Determining who represents good credit risk – and who doesn’t – is as much art as science for card issuers and other lenders. VantageScore 3.0 can begin to help lenders discover the meaning behind credit score movements big and small, says SVP Sarah Davies.
Credit scoring as a predictor of credit risk is a challenging proposition. After all, the rearview mirror approach is at work here, with past behavior being used to project future creditworthiness.
To that end, a recent white paper by VantageScore seeks to help provide a roadmap on how today’s borrowers may – or may not – be good credit risks tomorrow.
In an interview with PYMNTS, VantageScore SVP of Research, Product Management and Analytics, Sarah Davies, noted that credit scores change all the time, and that it’s crucial for card issuers and other lenders to be cognizant of what drives those swings.
“The idea behind credit scores, said Davies, “is that every time a consumer transacts with their credit card or makes payments on a mortgage or car loan, that possibly has an impact on credit scores. We know that when you make an on-time payment your score improves, while when you run up the utilization on your credit card your score goes down,” she added.
For lenders, said Davies, a question that must be answered is “do you have the capacity to understand” if those swings mean that borrowers are actually signifying that they are higher risk? “How would you lend – if you knew that those scores were going to deteriorate?”
The answer may be a bit murkier than what lender experience or historical trends suggest. Davies stated that rules of thumb that may have governed past lending criteria might not hold hard and fast nowadays. Credit scores, she told PYMNTS, can see outsized swings on the utilization of credit. The fact remains that lenders must have what Davies termed “longitudinal awareness” and with attention on how credit use can move scores positively or negatively.
It is the up or down that has to be put in perspective. The study conducted by VantageScore found that, given credit practices at an individual level over a 90-day period, nearly 50 percent of the 2 million individuals whose credit files were studied showed credit score swings in which their scores improved by 19 points, while conversely, 30 percent saw their scores slide by, roughly, 24 points. Those 2 million consumers were randomly selected from the Experian consumer credit database, with credit scores tallied every quarter from 2011 through 2013.
Davies cautioned that swings of about 20 points, one way or another, “may not necessarily be significant,” and need not “raise red flags” among lenders – and yet attention must be paid when those tallies come in at 40 point (or more) swings up or down.
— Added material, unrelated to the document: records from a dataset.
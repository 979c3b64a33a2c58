//! barquet CLI - incremental OHLCV bar builder and query tool.

use anyhow::Result;
use clap::{Parser, Subcommand};
use std::path::PathBuf;
use tracing_subscriber::EnvFilter;

mod commands;
mod display;

#[derive(Parser)]
#[command(name = "barquet")]
#[command(about = "Incremental OHLCV bar builder over partitioned Parquet storage", long_about = None)]
#[command(version)]
struct Cli {
    #[command(subcommand)]
    command: Commands,

    /// Verbosity level (-v, -vv, -vvv)
    #[arg(short, long, action = clap::ArgAction::Count, global = true)]
    verbose: u8,

    /// Quiet mode (suppress progress output)
    #[arg(short, long, global = true)]
    quiet: bool,
}

#[derive(Subcommand)]
enum Commands {
    /// Aggregate downloaded ticks into bars and merge them into the store
    Update {
        /// Asset identifiers (e.g. EURUSD GBPUSD)
        assets: Vec<String>,

        /// Start date (YYYY-MM-DD)
        #[arg(short, long)]
        start: String,

        /// End date (YYYY-MM-DD). Defaults to today.
        #[arg(short, long)]
        end: Option<String>,

        /// Timeframes to build (m1, m5, m15, m30, h1, h4, d1)
        #[arg(short, long, default_values = ["m1"])]
        timeframes: Vec<String>,

        /// Root of the bi5 tick download tree
        #[arg(long, default_value = "download")]
        download_root: PathBuf,

        /// Root of the partitioned bar store
        #[arg(long, default_value = "data_parquet")]
        data_root: PathBuf,

        /// Volume policy: tick-count or bid-volume
        #[arg(long, default_value = "tick-count")]
        volume: String,

        /// Decimal factor for raw bi5 prices
        #[arg(long, default_value = "100000")]
        decimal_factor: f64,

        /// Start from the newest stored minute bar instead of --start
        #[arg(long)]
        resume: bool,

        /// Print the run report as JSON
        #[arg(long)]
        json: bool,
    },

    /// Read a bar range from the store and export it
    Export {
        /// Asset identifier
        asset: String,

        /// Timeframe to read
        #[arg(short, long, default_value = "h1")]
        timeframe: String,

        /// Start date (YYYY-MM-DD)
        #[arg(short, long)]
        start: String,

        /// End date (YYYY-MM-DD). Defaults to today.
        #[arg(short, long)]
        end: Option<String>,

        /// Root of the partitioned bar store
        #[arg(long, default_value = "data_parquet")]
        data_root: PathBuf,

        /// Output file path. Writes CSV to stdout when omitted.
        #[arg(short, long)]
        output: Option<PathBuf>,

        /// Output format (csv or json)
        #[arg(short, long, default_value = "csv")]
        format: display::ExportFormat,
    },

    /// List stored bar series and their newest timestamps
    List {
        /// Root of the partitioned bar store
        #[arg(long, default_value = "data_parquet")]
        data_root: PathBuf,
    },
}

fn main() -> Result<()> {
    let cli = Cli::parse();

    let default_level = match cli.verbose {
        0 => "warn",
        1 => "info",
        2 => "debug",
        _ => "trace",
    };
    tracing_subscriber::fmt()
        .with_env_filter(
            EnvFilter::try_from_default_env().unwrap_or_else(|_| EnvFilter::new(default_level)),
        )
        .with_writer(std::io::stderr)
        .init();

    match cli.command {
        Commands::Update {
            assets,
            start,
            end,
            timeframes,
            download_root,
            data_root,
            volume,
            decimal_factor,
            resume,
            json,
        } => commands::update::update(
            &assets,
            &start,
            end.as_deref(),
            &timeframes,
            &download_root,
            &data_root,
            &volume,
            decimal_factor,
            resume,
            json,
            cli.quiet,
        ),
        Commands::Export {
            asset,
            timeframe,
            start,
            end,
            data_root,
            output,
            format,
        } => commands::export::export(
            &asset,
            &timeframe,
            &start,
            end.as_deref(),
            &data_root,
            output.as_deref(),
            format,
        ),
        Commands::List { data_root } => commands::list::list(&data_root),
    }
}
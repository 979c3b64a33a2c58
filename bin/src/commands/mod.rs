//! CLI command implementations.

pub(crate) mod export;
pub(crate) mod list;
pub(crate) mod update;
//! List command implementation.
//!
//! Scans the partitioned store and prints every stored series with the
//! timestamp of its newest bar.

use anyhow::Result;
use barquet_lib::prelude::*;
use std::path::Path;

/// List stored bar series under a data root.
pub(crate) fn list(data_root: &Path) -> Result<()> {
    if !data_root.exists() {
        println!("No data found at {}", data_root.display());
        return Ok(());
    }

    let store = PartitionStore::new(data_root);
    let mut rows = Vec::new();

    for asset in subdirs_with_prefix(data_root, "asset=")? {
        for &timeframe in Timeframe::all() {
            match store.last_timestamp(&asset, timeframe) {
                Ok(Some(newest)) => rows.push((
                    asset.clone(),
                    timeframe,
                    newest.format("%Y-%m-%d %H:%M").to_string(),
                )),
                Ok(None) => {}
                Err(e) => rows.push((asset.clone(), timeframe, format!("error: {e}"))),
            }
        }
    }

    if rows.is_empty() {
        println!("No bar series stored at {}", data_root.display());
        return Ok(());
    }

    println!("{:<12} {:<6} {:<20}", "ASSET", "TF", "NEWEST BAR");
    println!("{}", "-".repeat(40));
    for (asset, timeframe, newest) in &rows {
        println!("{:<12} {:<6} {:<20}", asset, timeframe.as_str(), newest);
    }
    println!("\nTotal: {} series", rows.len());

    Ok(())
}

/// Returns the values of `<prefix><value>` subdirectories, sorted.
fn subdirs_with_prefix(dir: &Path, prefix: &str) -> Result<Vec<String>> {
    let mut values = Vec::new();
    for entry in std::fs::read_dir(dir)? {
        let entry = entry?;
        if !entry.file_type()?.is_dir() {
            continue;
        }
        let name = entry.file_name();
        if let Some(value) = name.to_string_lossy().strip_prefix(prefix) {
            values.push(value.to_string());
        }
    }
    values.sort();
    Ok(values)
}
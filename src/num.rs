//! Scalar and complex number primitives shared by every transform.
//!
//! Trigonometry and square roots are routed through `libm` so the crate
//! works without `std`.

use core::f32::consts::PI as PI32;

/// Minimal float trait for the generic transforms (no_std, libm-backed).
pub trait Float:
    Copy
    + Clone
    + PartialEq
    + PartialOrd
    + core::fmt::Debug
    + core::ops::Add<Output = Self>
    + core::ops::Sub<Output = Self>
    + core::ops::Mul<Output = Self>
    + core::ops::Div<Output = Self>
    + core::ops::Neg<Output = Self>
    + core::ops::AddAssign
    + Send
    + Sync
    + 'static
{
    fn zero() -> Self;
    fn one() -> Self;
    fn from_f32(x: f32) -> Self;
    /// Lossy conversion used for runtime configuration values.
    fn from_f64(x: f64) -> Self;
    /// Attempt to convert a `usize` into the floating-point type.
    /// Returns `None` if the value cannot be represented exactly.
    fn from_usize(x: usize) -> Option<Self>;
    fn cos(self) -> Self;
    fn sin(self) -> Self;
    fn sin_cos(self) -> (Self, Self);
    fn sqrt(self) -> Self;
    fn abs(self) -> Self;
    fn pi() -> Self;
    /// Machine epsilon of the type.
    fn epsilon() -> Self;
    #[inline(always)]
    fn mul_add(self, a: Self, b: Self) -> Self {
        self * a + b
    }
}

impl Float for f32 {
    fn zero() -> Self {
        0.0
    }
    fn one() -> Self {
        1.0
    }
    fn from_f32(x: f32) -> Self {
        x
    }
    fn from_f64(x: f64) -> Self {
        x as f32
    }
    fn from_usize(x: usize) -> Option<Self> {
        const MAX_EXACT: usize = 1usize << 24;
        if x < MAX_EXACT {
            Some(x as f32)
        } else {
            None
        }
    }
    fn cos(self) -> Self {
        libm::cosf(self)
    }
    fn sin(self) -> Self {
        libm::sinf(self)
    }
    fn sin_cos(self) -> (Self, Self) {
        libm::sincosf(self)
    }
    fn sqrt(self) -> Self {
        libm::sqrtf(self)
    }
    fn abs(self) -> Self {
        libm::fabsf(self)
    }
    fn pi() -> Self {
        PI32
    }
    fn epsilon() -> Self {
        f32::EPSILON
    }
    #[inline(always)]
    fn mul_add(self, a: Self, b: Self) -> Self {
        libm::fmaf(self, a, b)
    }
}

impl Float for f64 {
    fn zero() -> Self {
        0.0
    }
    fn one() -> Self {
        1.0
    }
    fn from_f32(x: f32) -> Self {
        x as f64
    }
    fn from_f64(x: f64) -> Self {
        x
    }
    fn from_usize(x: usize) -> Option<Self> {
        const MAX_EXACT: usize = 1usize << 53;
        if x < MAX_EXACT {
            Some(x as f64)
        } else {
            None
        }
    }
    fn cos(self) -> Self {
        libm::cos(self)
    }
    fn sin(self) -> Self {
        libm::sin(self)
    }
    fn sin_cos(self) -> (Self, Self) {
        libm::sincos(self)
    }
    fn sqrt(self) -> Self {
        libm::sqrt(self)
    }
    fn abs(self) -> Self {
        libm::fabs(self)
    }
    fn pi() -> Self {
        core::f64::consts::PI
    }
    fn epsilon() -> Self {
        f64::EPSILON
    }
    #[inline(always)]
    fn mul_add(self, a: Self, b: Self) -> Self {
        libm::fma(self, a, b)
    }
}

/// Convert an index into `T`, saturating through `f64` for values beyond the
/// exactly representable range.
#[inline]
pub(crate) fn index_to_float<T: Float>(i: usize) -> T {
    T::from_usize(i).unwrap_or_else(|| T::from_f64(i as f64))
}

/// The angle `2π·num/den`.
#[inline]
pub(crate) fn turn_fraction<T: Float>(num: usize, den: usize) -> T {
    let two = T::one() + T::one();
    two * T::pi() * index_to_float::<T>(num) / index_to_float::<T>(den)
}

#[repr(C)]
#[derive(Clone, Copy, Debug, PartialEq)]
pub struct Complex<T: Float> {
    pub re: T,
    pub im: T,
}

impl<T: Float> Default for Complex<T> {
    fn default() -> Self {
        Self::zero()
    }
}

impl<T: Float> Complex<T> {
    pub fn new(re: T, im: T) -> Self {
        Self { re, im }
    }
    pub fn zero() -> Self {
        Self {
            re: T::zero(),
            im: T::zero(),
        }
    }
    pub fn one() -> Self {
        Self {
            re: T::one(),
            im: T::zero(),
        }
    }
    /// A purely real value.
    pub fn from_real(re: T) -> Self {
        Self { re, im: T::zero() }
    }
    /// `exp(i·theta)`
    #[inline(always)]
    pub fn expi(theta: T) -> Self {
        let (sin, cos) = theta.sin_cos();
        Self { re: cos, im: sin }
    }
    #[inline(always)]
    pub fn conj(self) -> Self {
        Self {
            re: self.re,
            im: -self.im,
        }
    }
    #[inline(always)]
    pub fn scale(self, factor: T) -> Self {
        Self {
            re: self.re * factor,
            im: self.im * factor,
        }
    }
    #[inline(always)]
    pub fn norm_sqr(self) -> T {
        self.re * self.re + self.im * self.im
    }
    pub fn norm(self) -> T {
        self.norm_sqr().sqrt()
    }
    pub fn is_zero(self) -> bool {
        self.re == T::zero() && self.im == T::zero()
    }
    /// Divide by a non-zero complex number.
    #[allow(clippy::should_implement_trait)]
    #[inline]
    pub fn div(self, other: Self) -> Self {
        let denom = other.norm_sqr();
        Self {
            re: (self.re * other.re + self.im * other.im) / denom,
            im: (self.im * other.re - self.re * other.im) / denom,
        }
    }
}

impl<T: Float> core::ops::Neg for Complex<T> {
    type Output = Self;
    #[inline(always)]
    fn neg(self) -> Self {
        Self {
            re: -self.re,
            im: -self.im,
        }
    }
}

impl<T: Float> core::ops::Add for Complex<T> {
    type Output = Self;
    #[inline(always)]
    fn add(self, other: Self) -> Self {
        Self {
            re: self.re + other.re,
            im: self.im + other.im,
        }
    }
}

impl<T: Float> core::ops::AddAssign for Complex<T> {
    #[inline(always)]
    fn add_assign(&mut self, other: Self) {
        self.re += other.re;
        self.im += other.im;
    }
}

impl<T: Float> core::ops::Sub for Complex<T> {
    type Output = Self;
    #[inline(always)]
    fn sub(self, other: Self) -> Self {
        Self {
            re: self.re - other.re,
            im: self.im - other.im,
        }
    }
}

impl<T: Float> core::ops::Mul for Complex<T> {
    type Output = Self;
    #[inline(always)]
    fn mul(self, other: Self) -> Self {
        Self {
            re: self.re.mul_add(other.re, -(self.im * other.im)),
            im: self.re.mul_add(other.im, self.im * other.re),
        }
    }
}

impl<T: Float> From<(T, T)> for Complex<T> {
    fn from((re, im): (T, T)) -> Self {
        Self { re, im }
    }
}

impl<T: Float> From<Complex<T>> for (T, T) {
    fn from(c: Complex<T>) -> Self {
        (c.re, c.im)
    }
}

pub type Complex32 = Complex<f32>;
pub type Complex64 = Complex<f64>;
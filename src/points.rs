//! Point lists for plotting transform output against sample angles.
//!
//! Each value is paired with its angle `x_n = 2πn/N`, where `N` is the
//! length of the slice.

use alloc::vec::Vec;

use crate::basis::sample_angles;
use crate::num::{Complex, Float};

/// Pair each value with its sample angle: `(x_n, values[n])`.
pub fn points<T: Float>(values: &[T]) -> Vec<(T, T)> {
    sample_angles::<T>(values.len())
        .into_iter()
        .zip(values.iter().copied())
        .collect()
}

/// Split complex values into a real curve and an imaginary curve, both
/// sampled at the same angles.
pub fn complex_points<T: Float>(values: &[Complex<T>]) -> (Vec<(T, T)>, Vec<(T, T)>) {
    let angles = sample_angles::<T>(values.len());
    let re = angles.iter().zip(values).map(|(&x, c)| (x, c.re)).collect();
    let im = angles.iter().zip(values).map(|(&x, c)| (x, c.im)).collect();
    (re, im)
}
When evaluating risk using the VantageScore 3.0 model, a 40-point reduction in score indicates a doubling of the odds of default; conversely, a 40-point score improvement halves the odds of default.
The study also looked at score migration over a longer 12-month timeframe, for consumers in several credit-risk groupings, as measured using the VantageScore 3.0 model. Among consumers with credit scores in the range of 601 to 700, for instance, 12 percent showed no change in score, 54 percent showed score improvements and 34 percent experienced credit score decreases.